Segment Start: INPUT
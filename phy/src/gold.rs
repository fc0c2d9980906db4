//! Length-31 Gold pseudo-random sequence used for NR scrambling (38.211 5.2.1).

use crate::PhyError;

/// Number of outputs discarded before the first returned bit.
const NC: usize = 1600;

/// Mask of the 31 register cells.
const REG_MASK: u32 = 0x7fff_ffff;

/// First `len` bits of the Gold sequence for the given initialization.
///
/// Both m-sequence registers are held as 31-bit words with cell `n` in bit 0,
/// so each step is a shift plus feedback into bit 30.
pub fn gold31(c_init: u32, len: usize) -> Result<Vec<u8>, PhyError> {
    if c_init > REG_MASK {
        return Err(PhyError::SeedTooLarge(c_init));
    }

    let mut x1: u32 = 1;
    let mut x2: u32 = c_init;
    let mut out = Vec::with_capacity(len);

    for n in 0..NC + len {
        if n >= NC {
            out.push(((x1 ^ x2) & 1) as u8);
        }
        let f1 = (x1 ^ (x1 >> 3)) & 1;
        let f2 = (x2 ^ (x2 >> 1) ^ (x2 >> 2) ^ (x2 >> 3)) & 1;
        x1 = (x1 >> 1) | (f1 << 30);
        x2 = (x2 >> 1) | (f2 << 30);
    }

    Ok(out)
}

#[cfg(test)]
mod tests {
    use super::*;

    #[test]
    fn test_known_sequences() {
        assert_eq!(
            gold31(0, 32).unwrap(),
            vec![
                0, 0, 0, 0, 0, 0, 1, 0, 0, 0, 0, 1, 1, 0, 1, 0, 0, 0, 0, 1, 0, 0, 1, 0, 0, 1, 1, 1,
                1, 0, 1, 0
            ]
        );
        assert_eq!(
            gold31(1, 32).unwrap(),
            vec![
                0, 0, 0, 0, 0, 0, 1, 0, 1, 0, 0, 0, 0, 0, 1, 1, 0, 0, 0, 0, 0, 0, 1, 1, 0, 1, 1, 1,
                0, 1, 0, 0
            ]
        );
        assert_eq!(
            gold31(12345, 32).unwrap(),
            vec![
                0, 1, 1, 0, 0, 1, 1, 0, 0, 1, 1, 0, 0, 0, 1, 1, 1, 1, 1, 1, 0, 1, 0, 0, 1, 1, 0, 1,
                0, 0, 0, 0
            ]
        );
    }

    #[test]
    fn test_top_seed_bit_is_used() {
        // Bit 30 of the seed reaches the output, unlike a 30-cell load.
        let c_init = 0x5A5A_5A5A & REG_MASK;
        assert_eq!(
            gold31(c_init, 16).unwrap(),
            vec![1, 1, 1, 1, 0, 0, 1, 0, 1, 0, 0, 1, 1, 0, 1, 0]
        );
    }

    #[test]
    fn test_prefix_stable() {
        let long = gold31(777, 500).unwrap();
        let short = gold31(777, 100).unwrap();
        assert_eq!(&long[..100], &short[..]);
        assert!(gold31(777, 0).unwrap().is_empty());
    }

    #[test]
    fn test_seed_range() {
        assert!(gold31(REG_MASK, 4).is_ok());
        assert_eq!(gold31(1 << 31, 4), Err(PhyError::SeedTooLarge(1 << 31)));
    }
}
Segment End: INPUT
DIRECTIONS> Return exactly what appears above, from the first line of the entries to the line with "if c_init >", inclusive.

SOLUTION TO THE EXERCISE>
filename phy/src/gold.rs
repository fc0c2d9980906db4
//! Length-31 Gold pseudo-random sequence used for NR scrambling (38.211 5.2.1).

use crate::PhyError;

/// Number of outputs discarded before the first returned bit.
const NC: usize = 1600;

/// Mask of the 31 register cells.
const REG_MASK: u32 = 0x7fff_ffff;

/// First `len` bits of the Gold sequence for the given initialization.
///
/// Both m-sequence registers are held as 31-bit words with cell `n` in bit 0,
/// so each step is a shift plus feedback into bit 30.
pub fn gold31(c_init: u32, len: usize) -> Result<Vec<u8>, PhyError> {
    if c_init > REG_MASK {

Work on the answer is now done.